The food diary seemed to suggest that coffee and chocolate were my triggers so I gave them both up. The migraines were less severe, but still too frequent for my liking. Chocolate has since made a comeback in my diet, but now on the rare occasions that I drink coffee it is decaf.
I tried four or five different brands of the pill, but none of them made any difference so my GP referred me to a Gynaecologist. Blood tests showed that I was deficient in iron and vitamin B12 and my thyroid function was slightly on the underactive side. All of which could explain my fatigue. I was prescribed iron supplements and B12 injections. A laparoscopy was done to rule out Poly Cystic Ovaries and Endometriosis and once that was clear I referred to an Endocrinologist.

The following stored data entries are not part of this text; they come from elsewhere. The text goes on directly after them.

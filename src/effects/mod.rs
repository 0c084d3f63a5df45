//! Effect system for ability activations.
//!
//! Effects are what an ability does once it fires:
//! - `Effect`: parsed form of one encoded instruction
//! - `EffectInterpreter`: applies instructions to the host world
//! - `EffectContext`: the actor, target and event data an effect sees
//!
//! ## Design Philosophy
//!
//! Effects are data, not code. Ability catalogues name them with the
//! `NAME:ARG:ARG` grammar and the interpreter owns the meaning. An
//! unknown name is a silent no-op so catalogues written for a newer
//! engine still load and run.
//!
//! Block-changing effects never write the world directly; they go through
//! the [`MutationTracker`](crate::mutations::MutationTracker) so every
//! change is reverted on time or at shutdown.

mod effect;
mod interpreter;

pub use effect::{Effect, TARGET_KEYWORD};
pub use interpreter::{head_for, EffectContext, EffectInterpreter, ExecOutcome};
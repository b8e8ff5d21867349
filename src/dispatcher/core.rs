use std::any::Any;
use std::fmt;
use std::panic::{catch_unwind, AssertUnwindSafe};
use std::sync::Arc;

use http::Method;
use tracing::{debug, error, info, warn};

use crate::context::{Context, ContextPool, Services};
use crate::error::{reason_phrase, HttpError};
use crate::middleware::{compose, Handler, HandlerId, Middleware};
use crate::router::{Route, Router};
use crate::server::{Request, Response};

/// Turns an error returned by the chain into a response.
pub type ErrorHandler = Arc<dyn Fn(anyhow::Error, &mut Context) + Send + Sync>;

/// Runs after a chain that returned `Ok`.
pub type SuccessHandler = Arc<dyn Fn(&mut Context) + Send + Sync>;

/// Default error handler.
///
/// An [`HttpError`] keeps its code and message. Anything else is a 500 whose
/// body is the generic reason phrase, or the error's own message when debug
/// mode is on. HEAD requests get the status only. Nothing is written if the
/// response has already been committed.
pub fn default_error_handler(err: anyhow::Error, ctx: &mut Context) {
    let (code, message) = match err.downcast_ref::<HttpError>() {
        Some(http_err) => (http_err.code, http_err.message.clone()),
        None if ctx.is_debug() => (500, err.to_string()),
        None => (500, reason_phrase(500).to_string()),
    };

    if code >= 500 {
        error!(request_id = %ctx.request_id(), status = code, error = %err, "Request failed");
    } else {
        debug!(request_id = %ctx.request_id(), status = code, error = %err, "Request rejected");
    }

    if ctx.response().committed() {
        warn!(
            request_id = %ctx.request_id(),
            status = ctx.response().status(),
            error_status = code,
            "Response already committed, error not written"
        );
        return;
    }

    let written = if ctx.request().method() == Method::HEAD {
        ctx.no_content(code)
    } else {
        ctx.string(code, &message)
    };
    if let Err(e) = written {
        error!(request_id = %ctx.request_id(), error = %e, "Failed to write error response");
    }
}

fn panic_message(panic: &(dyn Any + Send)) -> String {
    if let Some(s) = panic.downcast_ref::<&str>() {
        (*s).to_string()
    } else if let Some(s) = panic.downcast_ref::<String>() {
        s.clone()
    } else {
        "non-string panic payload".to_string()
    }
}

/// Frozen routing table, middleware chains and context pool.
pub struct Dispatcher {
    router: Arc<Router>,
    chain: Handler,
    pool: ContextPool,
    error_handler: ErrorHandler,
    success_handler: Option<SuccessHandler>,
}

impl Dispatcher {
    pub(crate) fn new(
        router: Router,
        premiddleware: &[Middleware],
        middleware: &[Middleware],
        services: Services,
        error_handler: ErrorHandler,
        success_handler: Option<SuccessHandler>,
    ) -> Self {
        let router = Arc::new(router);
        let max_params = router.max_params();

        // Global middleware wraps whatever handler the router installed.
        let resolved = Handler::new(|ctx: &mut Context| {
            let handler = ctx.handler().clone();
            handler.call(ctx)
        });
        let global = compose(middleware, resolved);

        let routing = {
            let router = Arc::clone(&router);
            Handler::new(move |ctx: &mut Context| {
                router.route(ctx);
                global.call(ctx)
            })
        };
        let chain = compose(premiddleware, routing);

        info!(
            routes = router.routes().len(),
            max_params,
            premiddleware = premiddleware.len(),
            middleware = middleware.len(),
            debug = services.debug,
            "Dispatcher built"
        );

        Self {
            router,
            chain,
            pool: ContextPool::new(Arc::new(services), max_params),
            error_handler,
            success_handler,
        }
    }

    /// Handle one request with a fresh response.
    pub fn serve(&self, request: Request) -> Response {
        self.handle(request, Response::new())
    }

    /// Handle one request, writing into `response`, and hand the response
    /// back once every stage has run.
    pub fn handle(&self, request: Request, response: Response) -> Response {
        let mut ctx = self.pool.acquire();
        ctx.reset(request, response);
        ctx.negotiate_lang();

        let result = match catch_unwind(AssertUnwindSafe(|| self.chain.call(&mut *ctx))) {
            Ok(result) => result,
            Err(panic) => {
                let message = panic_message(panic.as_ref());
                error!(
                    request_id = %ctx.request_id(),
                    method = %ctx.request().method(),
                    path = %ctx.request().path(),
                    panic_message = %message,
                    "Handler panicked"
                );
                Err(anyhow::anyhow!("handler panicked: {message}"))
            }
        };

        match result {
            Ok(()) => {
                if let Some(on_success) = &self.success_handler {
                    on_success(&mut *ctx);
                }
            }
            Err(err) => (self.error_handler)(err, &mut *ctx),
        }

        ctx.take_response()
    }

    #[must_use]
    pub fn router(&self) -> &Router {
        &self.router
    }

    #[must_use]
    pub fn routes(&self) -> &[Route] {
        self.router.routes()
    }

    /// Reverse lookup: see [`crate::App::uri`].
    #[must_use]
    pub fn uri<P: fmt::Display>(&self, handler: HandlerId, params: &[P]) -> String {
        self.router.uri(handler, params)
    }

    #[must_use]
    pub fn pool(&self) -> &ContextPool {
        &self.pool
    }
}

impl fmt::Debug for Dispatcher {
    fn fmt(&self, f: &mut fmt::Formatter<'_>) -> fmt::Result {
        f.debug_struct("Dispatcher")
            .field("routes", &self.router.routes().len())
            .field("max_params", &self.pool.max_params())
            .field("idle_contexts", &self.pool.idle())
            .finish_non_exhaustive()
    }
}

Appointment after appointment threw up new avenues to try. My thyroid function wasn’t low enough to be the issue in its own right and was deemed a symptom of something else. Of what, they didn’t know. Further tests revealed that my inactive prolactin levels were really high, but my active prolactin levels were normal which confused the doctors. Again, this was deemed a symptom rather than the cause of my symptoms.
By this stage frustration was setting in big time. I was being sent from doctor to doctor and having test after test, yet nobody could tell me what was wrong.
Two years after that first GP visit I presented to him with a migraine that was on its fourth day. I also had eye pain, blurred vision, pins and needles in one side of my face and numbness and weakness in my arm and leg. He sent me to A&E for tests. I spent a week in hospital while they ruled out Transient Ischemic Attacks (mini-strokes), a tumour of the pituitary gland and Multiple Sclerosis. The list of illnesses I didn’t have grew longer, but they still didn’t know what the cause was. I was discharged with an out-patient appointment to see the Endocrinologist again.
That out-patient appointment was to prove vital to my diagnosis. This time while ordering blood tests, the doctor I saw ordered one that I’d never had before. It indicated that I had Coeliac Disease and an endoscopy was ordered to confirm the diagnosis.
After my endoscopy and biopsy I was informed that I did have Coeliac Disease. Although it had taken the best part of two years to diagnose, the amount of damage to my villi indicated that it was something that hit me in adulthood as opposed to being something that was undiagnosed since childhood.
It took a long and windy path, but since being diagnosed and going gluten free my health has improved drastically. My thyroid and inactive prolactin levels have returned to normal, my periods are now sticking to a cycle I can actually keep track of and I only get a migraine when I’ve inadvertently ingested gluten. My iron and B12 deficiencies were caused by the fact that my gut was incapable of absorbing nutrients properly.
While not having an immediate digestive reaction to ingesting gluten can seem like a good thing, because I am not in any physical pain or discomfort, the truth is it isn’t. These last six years have taught me that by the time the migraine appears I have probably been glutened over the course of a few days. This causes more damage to my small intestine than if I had been aware of the problem and able to find the gluten containing culprit sooner. These days the culprit usually turns out to be a cross contamination issue and thankfully these situations are rare.
Coeliac Disease wise; a gluten free diet, blood tests every six months(ish), calcium supplements and the use of iron supplements and B12 injections when needed are keeping my health on the right track.